__WHAT YOU NEED TO DO__.
Check every line below for the word "type" and copy the ones that have it.

__EXERCISE MATERIALS__.
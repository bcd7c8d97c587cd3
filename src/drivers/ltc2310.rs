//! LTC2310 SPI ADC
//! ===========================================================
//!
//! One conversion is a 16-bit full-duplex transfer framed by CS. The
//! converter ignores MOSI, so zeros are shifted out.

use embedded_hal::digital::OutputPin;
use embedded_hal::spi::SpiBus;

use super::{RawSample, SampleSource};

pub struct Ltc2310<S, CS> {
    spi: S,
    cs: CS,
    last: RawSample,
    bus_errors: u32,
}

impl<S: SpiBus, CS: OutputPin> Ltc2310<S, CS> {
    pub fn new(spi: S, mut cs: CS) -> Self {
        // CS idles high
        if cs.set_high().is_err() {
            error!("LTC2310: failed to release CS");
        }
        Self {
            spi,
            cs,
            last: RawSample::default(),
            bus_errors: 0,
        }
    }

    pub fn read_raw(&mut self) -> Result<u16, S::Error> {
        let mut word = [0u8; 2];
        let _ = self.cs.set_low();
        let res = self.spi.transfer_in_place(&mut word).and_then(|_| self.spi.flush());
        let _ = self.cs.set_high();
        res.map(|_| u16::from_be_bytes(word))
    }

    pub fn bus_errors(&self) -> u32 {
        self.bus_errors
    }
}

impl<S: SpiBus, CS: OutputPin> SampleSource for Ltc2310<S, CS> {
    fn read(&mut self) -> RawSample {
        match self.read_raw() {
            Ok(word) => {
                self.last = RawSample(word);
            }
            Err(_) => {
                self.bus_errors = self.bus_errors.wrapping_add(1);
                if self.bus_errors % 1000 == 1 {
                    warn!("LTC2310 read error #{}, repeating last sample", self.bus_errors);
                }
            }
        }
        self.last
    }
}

---

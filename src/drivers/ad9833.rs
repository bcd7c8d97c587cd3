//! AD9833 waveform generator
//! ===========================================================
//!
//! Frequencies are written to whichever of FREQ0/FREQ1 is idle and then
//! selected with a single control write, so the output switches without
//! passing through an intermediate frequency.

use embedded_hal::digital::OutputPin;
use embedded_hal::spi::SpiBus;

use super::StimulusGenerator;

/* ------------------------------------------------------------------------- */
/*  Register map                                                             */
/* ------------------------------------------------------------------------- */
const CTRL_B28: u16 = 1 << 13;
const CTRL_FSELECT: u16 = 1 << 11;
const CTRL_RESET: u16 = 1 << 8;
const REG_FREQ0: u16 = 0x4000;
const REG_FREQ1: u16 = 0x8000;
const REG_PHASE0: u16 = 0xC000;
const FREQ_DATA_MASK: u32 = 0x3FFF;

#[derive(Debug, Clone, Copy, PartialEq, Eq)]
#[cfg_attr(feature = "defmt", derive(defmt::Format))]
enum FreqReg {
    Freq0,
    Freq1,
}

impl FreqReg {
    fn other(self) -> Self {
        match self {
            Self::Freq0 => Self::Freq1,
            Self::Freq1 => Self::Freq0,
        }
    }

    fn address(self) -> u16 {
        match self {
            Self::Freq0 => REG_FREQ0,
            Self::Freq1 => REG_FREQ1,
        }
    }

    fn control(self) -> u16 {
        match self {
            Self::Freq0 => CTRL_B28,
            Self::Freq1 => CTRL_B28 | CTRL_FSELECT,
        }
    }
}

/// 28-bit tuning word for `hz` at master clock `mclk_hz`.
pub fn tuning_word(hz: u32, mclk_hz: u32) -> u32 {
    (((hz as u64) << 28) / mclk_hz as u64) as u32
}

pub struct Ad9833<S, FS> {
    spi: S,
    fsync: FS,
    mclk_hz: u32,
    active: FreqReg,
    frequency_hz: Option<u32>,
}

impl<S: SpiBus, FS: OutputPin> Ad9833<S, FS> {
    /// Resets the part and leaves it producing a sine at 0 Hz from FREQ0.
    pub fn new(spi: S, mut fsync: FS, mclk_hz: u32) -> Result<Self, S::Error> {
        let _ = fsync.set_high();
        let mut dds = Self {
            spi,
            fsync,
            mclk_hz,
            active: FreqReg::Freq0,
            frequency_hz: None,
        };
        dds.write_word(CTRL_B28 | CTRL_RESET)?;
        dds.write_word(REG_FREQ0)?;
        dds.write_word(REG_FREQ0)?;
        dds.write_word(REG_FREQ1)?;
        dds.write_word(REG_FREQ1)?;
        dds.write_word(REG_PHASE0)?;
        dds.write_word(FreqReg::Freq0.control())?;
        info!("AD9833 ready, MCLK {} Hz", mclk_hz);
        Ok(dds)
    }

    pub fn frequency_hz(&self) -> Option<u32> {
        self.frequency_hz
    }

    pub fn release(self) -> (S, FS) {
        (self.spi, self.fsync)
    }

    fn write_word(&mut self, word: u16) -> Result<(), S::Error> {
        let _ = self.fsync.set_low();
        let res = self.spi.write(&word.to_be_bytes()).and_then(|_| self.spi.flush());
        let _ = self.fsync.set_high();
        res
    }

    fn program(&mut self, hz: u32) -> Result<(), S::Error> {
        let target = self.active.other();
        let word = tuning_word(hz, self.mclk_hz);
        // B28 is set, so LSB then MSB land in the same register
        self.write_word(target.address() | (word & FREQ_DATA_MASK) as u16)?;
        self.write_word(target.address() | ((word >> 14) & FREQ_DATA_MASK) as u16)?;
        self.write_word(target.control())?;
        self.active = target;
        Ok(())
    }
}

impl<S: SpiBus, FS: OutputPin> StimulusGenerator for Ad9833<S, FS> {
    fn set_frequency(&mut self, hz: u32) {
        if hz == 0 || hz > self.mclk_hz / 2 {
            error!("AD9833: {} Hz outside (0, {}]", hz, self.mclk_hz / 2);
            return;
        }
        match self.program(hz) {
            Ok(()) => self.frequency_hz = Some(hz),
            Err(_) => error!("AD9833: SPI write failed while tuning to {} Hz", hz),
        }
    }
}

...

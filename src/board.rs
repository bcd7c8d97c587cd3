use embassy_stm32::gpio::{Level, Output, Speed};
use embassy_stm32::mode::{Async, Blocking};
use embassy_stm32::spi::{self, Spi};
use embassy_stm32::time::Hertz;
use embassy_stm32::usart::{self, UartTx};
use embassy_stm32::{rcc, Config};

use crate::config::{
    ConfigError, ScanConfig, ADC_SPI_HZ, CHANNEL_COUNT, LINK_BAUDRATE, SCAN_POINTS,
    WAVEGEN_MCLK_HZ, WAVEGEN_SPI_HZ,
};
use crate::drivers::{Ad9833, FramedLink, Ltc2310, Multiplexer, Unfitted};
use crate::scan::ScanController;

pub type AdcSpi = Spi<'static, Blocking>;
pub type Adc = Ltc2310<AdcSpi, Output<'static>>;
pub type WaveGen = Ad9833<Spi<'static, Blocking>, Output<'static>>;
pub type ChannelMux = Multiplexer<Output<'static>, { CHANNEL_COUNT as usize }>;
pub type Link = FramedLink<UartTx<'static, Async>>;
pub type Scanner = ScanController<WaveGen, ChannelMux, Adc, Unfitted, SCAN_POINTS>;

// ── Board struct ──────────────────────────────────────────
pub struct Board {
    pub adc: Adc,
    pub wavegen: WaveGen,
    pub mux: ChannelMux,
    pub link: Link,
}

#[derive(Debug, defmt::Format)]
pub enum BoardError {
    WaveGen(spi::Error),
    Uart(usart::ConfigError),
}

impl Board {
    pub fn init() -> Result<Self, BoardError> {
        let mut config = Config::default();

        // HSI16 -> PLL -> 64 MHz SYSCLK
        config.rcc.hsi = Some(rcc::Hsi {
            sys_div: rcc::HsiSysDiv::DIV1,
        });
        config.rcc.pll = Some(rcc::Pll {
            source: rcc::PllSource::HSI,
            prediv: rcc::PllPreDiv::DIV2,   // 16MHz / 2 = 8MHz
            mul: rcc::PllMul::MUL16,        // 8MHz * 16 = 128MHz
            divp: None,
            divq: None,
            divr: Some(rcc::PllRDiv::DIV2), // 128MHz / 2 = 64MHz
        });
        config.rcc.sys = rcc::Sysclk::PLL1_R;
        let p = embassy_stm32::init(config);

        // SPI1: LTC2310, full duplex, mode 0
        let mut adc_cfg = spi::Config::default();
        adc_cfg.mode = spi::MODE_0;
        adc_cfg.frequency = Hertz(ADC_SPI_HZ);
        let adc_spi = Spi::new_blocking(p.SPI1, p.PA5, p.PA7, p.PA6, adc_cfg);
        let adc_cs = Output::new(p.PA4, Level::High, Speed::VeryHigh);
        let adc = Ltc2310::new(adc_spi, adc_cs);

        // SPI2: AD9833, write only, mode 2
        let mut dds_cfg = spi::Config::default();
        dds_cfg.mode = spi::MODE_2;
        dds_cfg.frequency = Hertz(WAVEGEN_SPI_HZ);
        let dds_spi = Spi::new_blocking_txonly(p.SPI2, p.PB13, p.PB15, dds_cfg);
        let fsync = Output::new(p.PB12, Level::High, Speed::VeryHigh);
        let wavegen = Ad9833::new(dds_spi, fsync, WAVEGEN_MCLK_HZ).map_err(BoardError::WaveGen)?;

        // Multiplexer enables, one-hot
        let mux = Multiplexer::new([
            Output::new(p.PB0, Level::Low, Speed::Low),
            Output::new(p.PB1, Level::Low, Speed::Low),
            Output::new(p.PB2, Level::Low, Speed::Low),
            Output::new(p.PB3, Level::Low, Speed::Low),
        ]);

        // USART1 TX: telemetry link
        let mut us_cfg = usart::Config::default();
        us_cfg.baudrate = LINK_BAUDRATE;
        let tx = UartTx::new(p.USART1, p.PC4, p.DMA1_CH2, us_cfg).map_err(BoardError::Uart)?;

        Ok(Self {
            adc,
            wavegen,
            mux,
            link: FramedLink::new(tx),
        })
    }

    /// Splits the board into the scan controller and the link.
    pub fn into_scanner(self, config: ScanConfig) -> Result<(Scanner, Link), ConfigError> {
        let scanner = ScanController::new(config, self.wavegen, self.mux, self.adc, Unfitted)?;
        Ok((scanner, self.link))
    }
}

__EXPECTED ANSWER__.
pub type AdcSpi = Spi<'static, Blocking>;
pub type Adc = Ltc2310<AdcSpi, Output<'static>>;
pub type WaveGen = Ad9833<Spi<'static, Blocking>, Output<'static>>;
pub type ChannelMux = Multiplexer<Output<'static>, { CHANNEL_COUNT as usize }>;
pub type Link = FramedLink<UartTx<'static, Async>>;
pub type Scanner = ScanController<WaveGen, ChannelMux, Adc, Unfitted, SCAN_POINTS>;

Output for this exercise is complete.